Besides ballet, fencing was the other major activity that affected male movement. Therefore movement was based on certain ballet positions and fencing stances that gave it grace, simplicity, and, if practiced correctly, a classic and structured beauty.
There are three important stances for the male courtier. The first, a simple and rather heroic posture not acceptable in the presence of ones superior, was the second ballet position, with feet about a foot apart and slightly spread while the hands rested gracefully on the hips.
The second stance was the third enclosed ballet position: feet perpendicular to one another with the weight on the rear foot and with the heel of the front foot at the hollow of the rear foot. Since the front foot bore no weight, the knee was slightly bent. Hands were placed between the folds of the coat or the waistcoat if it were partially unbuttoned, or one hand rested lightly on the sword and the other on the head of the high walking stick.
The third stance was to have the enclosed foot open sideways, bearing no weight and with the toes pointed out. The hat was placed under the arm that was on the same side as the foot that took the weight; the head turned toward the free foot, and the other arm rested easily but low on the hip. Gentlemen would also always bow with grace.
Female movement, like male movement, was also like that of a trained ballet dancer: graceful and vital, with the center of motion at the waist, which was both flexible and yet firmly controlled at all times.
A ladys gown often had to be lifted and set down again. This was accomplished by making a graceful sweeping curve, not by merely picking up and dropping the skirt. A grand manner had to be adopted in walking in order to carry the heavy looped-up skirts and the high headdresses of the later French Baroque style.
For entering a room, the curtsy en avant was in order. Here the lady paused on the foot that made the last step, slid the disengaged foot to the front, and bent the knees with weight equally distributed and without bending the body or shaking.

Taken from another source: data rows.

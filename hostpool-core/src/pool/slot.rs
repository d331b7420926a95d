use crate::config::ConnectionSettings;
use crate::pool::{Destination, PooledRequest, SlotId};
use crate::transport::{Connection, Transport, TransportError};
use bytes::Bytes;
use http::header::CONNECTION;
use http::{Request, Response, Version};
use std::collections::VecDeque;
use std::sync::Arc;
use std::sync::atomic::{AtomicBool, Ordering};
use std::time::{Duration, Instant};
use tokio::sync::mpsc;
use tokio::task::JoinHandle;

#[derive(Debug, Copy, Clone, Eq, PartialEq)]
pub enum SlotState {
    Unconnected,
    Connecting,
    Idle,
    Busy(usize),
    /// The peer asked to close; finishing what is in flight.
    Closing,
    Failed,
    Closed,
}

impl SlotState {
    /// Whether one more request may be sent on this slot right now.
    pub fn accepts(&self, pipelining_limit: usize) -> bool {
        match self {
            SlotState::Idle => true,
            SlotState::Busy(n) => *n < pipelining_limit,
            _ => false,
        }
    }

    /// Connecting or connected. Counts against `max_connections` together with `Closing`.
    pub fn is_open(&self) -> bool {
        matches!(
            self,
            SlotState::Connecting | SlotState::Idle | SlotState::Busy(_)
        )
    }
}

/// Everything a slot's I/O task needs to open and drive its connection.
#[derive(Clone)]
pub(crate) struct SlotContext {
    pub transport: Arc<dyn Transport>,
    pub destination: Destination,
    pub settings: ConnectionSettings,
    pub events: mpsc::UnboundedSender<SlotEvent>,
}

#[derive(Debug)]
pub(crate) struct SlotEvent {
    pub slot: SlotId,
    pub generation: u64,
    pub kind: SlotEventKind,
}

#[derive(Debug)]
pub(crate) enum SlotEventKind {
    Connected,
    ConnectFailed(TransportError),
    Response(Response<Bytes>),
    Failed(TransportError),
    /// Clean end of stream from the peer.
    PeerClosed,
}

impl SlotEventKind {
    /// Whether the task ends after sending this.
    fn is_terminal(&self) -> bool {
        matches!(
            self,
            Self::ConnectFailed(_) | Self::Failed(_) | Self::PeerClosed
        )
    }
}

/// One physical connection as seen by the pool interface that owns it.
///
/// The connection itself lives in a spawned I/O task; the slot keeps the state
/// machine, the FIFO of requests sent on it, and the channel feeding the task.
/// Dropping the slot aborts the task and with it the connection.
pub(crate) struct ConnectionSlot<T> {
    pub id: SlotId,
    pub generation: u64,
    state: SlotState,
    in_flight: VecDeque<PooledRequest<T>>,
    commands: Option<mpsc::UnboundedSender<Arc<Request<Bytes>>>>,
    task: Option<JoinHandle<()>>,
    last_activity: Instant,
}

impl<T> ConnectionSlot<T> {
    pub fn new(id: SlotId, generation: u64) -> Self {
        Self {
            id,
            generation,
            state: SlotState::Unconnected,
            in_flight: VecDeque::new(),
            commands: None,
            task: None,
            last_activity: Instant::now(),
        }
    }

    pub fn state(&self) -> SlotState {
        self.state
    }

    pub fn in_flight(&self) -> usize {
        self.in_flight.len()
    }

    pub fn accepts(&self, pipelining_limit: usize) -> bool {
        self.state.accepts(pipelining_limit)
    }

    pub fn idle_for(&self) -> Duration {
        self.last_activity.elapsed()
    }

    /// Spawn the I/O task. The connect attempt starts after `backoff`.
    pub fn open(&mut self, context: SlotContext, backoff: Duration) {
        if self.state != SlotState::Unconnected {
            unreachable!("slot {} opened twice (state {:?})", self.id, self.state);
        }

        let (tx, rx) = mpsc::unbounded_channel();
        let reporter = SlotReporter {
            slot: self.id,
            generation: self.generation,
            events: context.events.clone(),
            settled: AtomicBool::new(false),
        };

        self.commands = Some(tx);
        self.task = Some(tokio::spawn(run_connection(context, backoff, rx, reporter)));
        self.state = SlotState::Connecting;
        self.last_activity = Instant::now();

        tracing::debug!(slot = %self.id, generation = self.generation, ?backoff, "slot connecting");
    }

    pub fn on_connected(&mut self) {
        if self.state != SlotState::Connecting {
            return;
        }
        self.state = self.loaded_state();
        tracing::debug!(slot = %self.id, state = ?self.state, "slot connected");
    }

    /// Hand a request to the I/O task. A connecting slot holds it until the
    /// connection is up.
    pub fn dispatch(&mut self, request: PooledRequest<T>) {
        if let Some(commands) = &self.commands {
            // A send error means the task is gone; its final event fails the slot.
            let _ = commands.send(Arc::clone(&request.request));
        }

        self.in_flight.push_back(request);
        self.last_activity = Instant::now();

        if self.state != SlotState::Connecting {
            self.state = self.loaded_state();
        }
    }

    /// Match a response to the oldest in-flight request.
    ///
    /// Returns `None` for a response nobody asked for.
    pub fn on_response(&mut self, response: &Response<Bytes>) -> Option<PooledRequest<T>> {
        let request = self.in_flight.pop_front()?;
        self.last_activity = Instant::now();

        if self.state == SlotState::Closing || wants_close(response) {
            self.state = SlotState::Closing;
        } else {
            self.state = self.loaded_state();
        }

        Some(request)
    }

    /// A closing slot with nothing left in flight.
    pub fn is_drained_closing(&self) -> bool {
        self.state == SlotState::Closing && self.in_flight.is_empty()
    }

    /// Mark the slot failed and give back every request it held, oldest first.
    pub fn fail(&mut self) -> Vec<PooledRequest<T>> {
        self.state = SlotState::Failed;
        let lost = self.in_flight.drain(..).collect();
        self.close();
        lost
    }

    /// Release the connection. Any request still held is dropped with it.
    pub fn close(&mut self) {
        self.commands = None;
        if let Some(task) = self.task.take() {
            task.abort();
        }
        self.state = SlotState::Closed;
    }

    fn loaded_state(&self) -> SlotState {
        match self.in_flight.len() {
            0 => SlotState::Idle,
            n => SlotState::Busy(n),
        }
    }
}

impl<T> Drop for ConnectionSlot<T> {
    fn drop(&mut self) {
        if let Some(task) = self.task.take() {
            task.abort();
        }
    }
}

/// The accepting slot with the fewest requests in flight, lowest id on ties.
pub(crate) fn least_loaded<T>(
    slots: &[Option<ConnectionSlot<T>>],
    pipelining_limit: usize,
) -> Option<SlotId> {
    slots
        .iter()
        .flatten()
        .filter(|slot| slot.accepts(pipelining_limit))
        .min_by_key(|slot| (slot.in_flight(), slot.id))
        .map(|slot| slot.id)
}

fn wants_close(response: &Response<Bytes>) -> bool {
    let connection = response
        .headers()
        .get_all(CONNECTION)
        .iter()
        .filter_map(|value| value.to_str().ok())
        .flat_map(|value| value.split(','))
        .map(|token| token.trim().to_ascii_lowercase())
        .collect::<Vec<_>>();

    if connection.iter().any(|token| token == "close") {
        return true;
    }

    response.version() == Version::HTTP_10 && !connection.iter().any(|t| t == "keep-alive")
}

/// Sends the slot task's events to the interface.
///
/// Exactly one terminal event leaves every task: if the task ends without
/// reporting one (a panic in a transport, or an abort), dropping the reporter
/// reports a failure. After an abort the slot is already gone and the
/// interface drops the event as stale.
struct SlotReporter {
    slot: SlotId,
    generation: u64,
    events: mpsc::UnboundedSender<SlotEvent>,
    settled: AtomicBool,
}

impl SlotReporter {
    fn report(&self, kind: SlotEventKind) {
        if kind.is_terminal() && self.settled.swap(true, Ordering::AcqRel) {
            return;
        }
        self.send(kind);
    }

    fn send(&self, kind: SlotEventKind) {
        // The interface is gone; nobody is left to tell.
        let _ = self.events.send(SlotEvent {
            slot: self.slot,
            generation: self.generation,
            kind,
        });
    }
}

impl Drop for SlotReporter {
    fn drop(&mut self) {
        if !*self.settled.get_mut() {
            self.send(SlotEventKind::Failed(TransportError::Protocol(
                "connection task ended unexpectedly".into(),
            )));
        }
    }
}

async fn run_connection(
    context: SlotContext,
    backoff: Duration,
    requests: mpsc::UnboundedReceiver<Arc<Request<Bytes>>>,
    reporter: SlotReporter,
) {
    if !backoff.is_zero() {
        tokio::time::sleep(backoff).await;
    }

    let connect_timeout = context.settings.connect_timeout();
    let opened = tokio::time::timeout(
        connect_timeout,
        context
            .transport
            .open(&context.destination, &context.settings),
    )
    .await;

    let connection = match opened {
        Ok(Ok(connection)) => connection,
        Ok(Err(e)) => {
            reporter.report(SlotEventKind::ConnectFailed(e));
            return;
        }
        Err(_) => {
            reporter.report(SlotEventKind::ConnectFailed(TransportError::ConnectTimeout(
                connect_timeout,
            )));
            return;
        }
    };

    reporter.report(SlotEventKind::Connected);
    drive(connection, requests, &reporter).await;
}

/// Pump requests out and responses back until the connection ends.
async fn drive(
    connection: Connection,
    mut requests: mpsc::UnboundedReceiver<Arc<Request<Bytes>>>,
    reporter: &SlotReporter,
) {
    let Connection {
        mut writer,
        mut reader,
    } = connection;

    let write_loop = async {
        while let Some(request) = requests.recv().await {
            writer.send(&request).await?;
        }
        // No more requests will come; keep reading until the slot is released.
        std::future::pending::<Result<(), TransportError>>().await
    };

    let read_loop = async {
        loop {
            match reader.next_response().await {
                Ok(Some(response)) => reporter.report(SlotEventKind::Response(response)),
                Ok(None) => {
                    reporter.report(SlotEventKind::PeerClosed);
                    return;
                }
                Err(e) => {
                    reporter.report(SlotEventKind::Failed(e));
                    return;
                }
            }
        }
    };

    tokio::select! {
        result = write_loop => {
            if let Err(e) = result {
                reporter.report(SlotEventKind::Failed(e));
            }
        }
        _ = read_loop => {}
    }
}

The lady rose with the weight on the front foot. There were a variety of curtsy types for leaving and walking, too.
The Baroque period is the era in the history of the Western arts roughly coinciding with the 17th century. Baroque artists tried to make viewers have deep emotional responses to their work by appealing to the senses in dramatic ways. Some of the qualities most frequently associated with the Baroque period are grandeur, sensuous richness, drama, vitality, movement, tension, and emotional exuberance.